## Items listed in a dataset

※ ※ ※

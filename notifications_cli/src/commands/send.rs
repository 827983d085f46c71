//! The `send-sms`, `send-email` and `send-letter` subcommands.

use anyhow::{bail, Result};
use clap::Args;
use notifications_api::Client;

use super::parse_personalisation;
use crate::output::{print_response, OutputFormat};

#[derive(Args)]
pub struct SendArgs {
    /// Phone number or email address of the recipient
    #[arg(long)]
    pub to: String,

    /// Template to send
    #[arg(long)]
    pub template_id: String,

    /// Template placeholder as key=value (repeatable)
    #[arg(long = "personalisation", short = 'p')]
    pub personalisation: Vec<String>,
}

#[derive(Args)]
pub struct LetterArgs {
    /// Template to send
    #[arg(long)]
    pub template_id: String,

    /// Template placeholder as key=value (repeatable); must include the address lines
    #[arg(long = "personalisation", short = 'p')]
    pub personalisation: Vec<String>,
}

pub async fn run_sms(args: &SendArgs, client: &Client, format: &OutputFormat) -> Result<()> {
    let personalisation = parse_personalisation(&args.personalisation)?;
    tracing::info!("Sending SMS with template {}", args.template_id);
    let resp = client
        .send_sms(&args.to, &args.template_id, Some(personalisation))
        .await?;
    print_response(&resp, format);
    Ok(())
}

pub async fn run_email(args: &SendArgs, client: &Client, format: &OutputFormat) -> Result<()> {
    let personalisation = parse_personalisation(&args.personalisation)?;
    tracing::info!("Sending email with template {}", args.template_id);
    let resp = client
        .send_email(&args.to, &args.template_id, Some(personalisation))
        .await?;
    print_response(&resp, format);
    Ok(())
}

pub async fn run_letter(args: &LetterArgs, client: &Client, format: &OutputFormat) -> Result<()> {
    let personalisation = parse_personalisation(&args.personalisation)?;
    if !personalisation.contains_key("address_line_1") {
        bail!("a letter needs at least address_line_1 in its personalisation");
    }
    tracing::info!("Sending letter with template {}", args.template_id);
    let resp = client.send_letter(&args.template_id, personalisation).await?;
    print_response(&resp, format);
    Ok(())
}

※ ※ ※

How many lines in the entries above include the string "repeatable"? Answer with the number only.

## OUTPUT BELOW
2